I welcome the fact that the shift in investment emphasis started when my right hon. Friend the Member for Richmond, Yorks (Mr. Hague) was Secretary of State for Wales. He ensured that it was more evenly spread and that there was greater emphasis on the Welsh Development Agency. One of its great challenges when it is turned into an economic powerhouse will be to compete with regional development agencies in England.

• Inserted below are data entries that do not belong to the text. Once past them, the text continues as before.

//! Migration of carts written under deprecated keys.
//!
//! Older builds stored the cart under `shopping_cart`, either as a bare array
//! of items or as `{ "items": [...] }`. The first legacy key holding a value
//! is normalized, rewritten as a current envelope under
//! [`CART_KEY`](crate::CART_KEY), and then removed. If the rewrite fails the
//! legacy value is left untouched so a later load can retry.

use serde_json::Value;
use tracing::{debug, info};

use crate::backend::{BackendError, StorageBackend};
use crate::error::{Result, StoreError};
use crate::probe::is_available;
use crate::scheduler::write_items;

/// Deprecated keys, checked in order.
pub const LEGACY_KEYS: &[&str] = &["shopping_cart"];

/// What a successful migration moved.
#[derive(Debug, Clone, Copy, PartialEq, Eq)]
pub struct Migration {
    /// The legacy key that was migrated and removed.
    pub from_key: &'static str,
    /// Items written under the current key.
    pub migrated: usize,
    /// Legacy records dropped by normalization.
    pub dropped: usize,
}

/// Migrate the first legacy key that holds a value.
///
/// Returns `Ok(None)` when no legacy key has data.
///
/// # Errors
///
/// Returns [`StoreError::Unavailable`] if the backend fails the probe, or the
/// backend error if reading, rewriting or removing fails.
pub fn migrate_from_legacy<B: StorageBackend + ?Sized>(backend: &B) -> Result<Option<Migration>> {
    if !is_available(backend) {
        return Err(StoreError::Unavailable);
    }

    for &key in LEGACY_KEYS {
        let raw = match backend.get(key) {
            Ok(Some(raw)) if !raw.is_empty() => raw,
            Ok(_) => continue,
            // Unreadable bytes are migrated like any other garbage payload.
            Err(BackendError::Undecodable(_)) => {
                debug!(key, "Legacy payload is not valid text");
                String::new()
            }
            Err(e) => return Err(e.into()),
        };

        let sanitized = quickbasket_core::sanitize_items_with_report(&legacy_records(key, &raw));
        let migration = Migration {
            from_key: key,
            migrated: sanitized.items.len(),
            dropped: sanitized.dropped(),
        };

        write_items(backend, sanitized.items)?;
        backend.remove(key)?;

        info!(
            from = key,
            migrated = migration.migrated,
            dropped = migration.dropped,
            "Migrated legacy cart"
        );
        return Ok(Some(migration));
    }

    Ok(None)
}

/// Extract raw item records from either legacy shape.
///
/// Unparsable payloads and unrecognized shapes yield no records, so they are
/// migrated as an empty cart.
fn legacy_records(key: &str, raw: &str) -> Vec<Value> {
    match serde_json::from_str::<Value>(raw) {
        Ok(Value::Array(items)) => items,
        Ok(Value::Object(mut fields)) => match fields.remove("items") {
            Some(Value::Array(items)) => items,
            _ => {
                debug!(key, "Legacy object has no items array");
                Vec::new()
            }
        },
        Ok(_) => {
            debug!(key, "Legacy payload has an unrecognized shape");
            Vec::new()
        }
        Err(e) => {
            debug!(key, error = %e, "Legacy payload is not valid JSON");
            Vec::new()
        }
    }
}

The golden legacy that I have mentioned is being wasted, frittered away. For the first time in many months unemployment is rising, and is doing so even before the introduction of the minimum wage. The Economist of 20 June stated: Ministers may make the situation worse in a number of ways: imposing a minimum wage will add to labour costs without any guarantee of improved productivity…By setting out his spending plans so far in advance Mr. Brown seems to have ruled out using fiscal policy to help bring the economy smoothly down to earth, leaving the bank to do the job alone by means of interest rates". Interest rates have risen six times in the past 14 months, and it is pointless to blame the Monetary Policy Committee under Eddie George because the Government set that up with the emphasis on controlling inflation, which is now rising. The target has been missed 12 times out of 13, and there is a threat that interest rates will rise again. If that happens, Welsh businesses, especially the smaller businesses of west and north-west Wales, will be hit again. Inflation is bad for their ability to predict, and higher interest rates are bad for those with loans and overdrafts. The minimum wage will have a knock-on effect on differentials, and the high pound, which has been mentioned several times in the debate, is bad for exports.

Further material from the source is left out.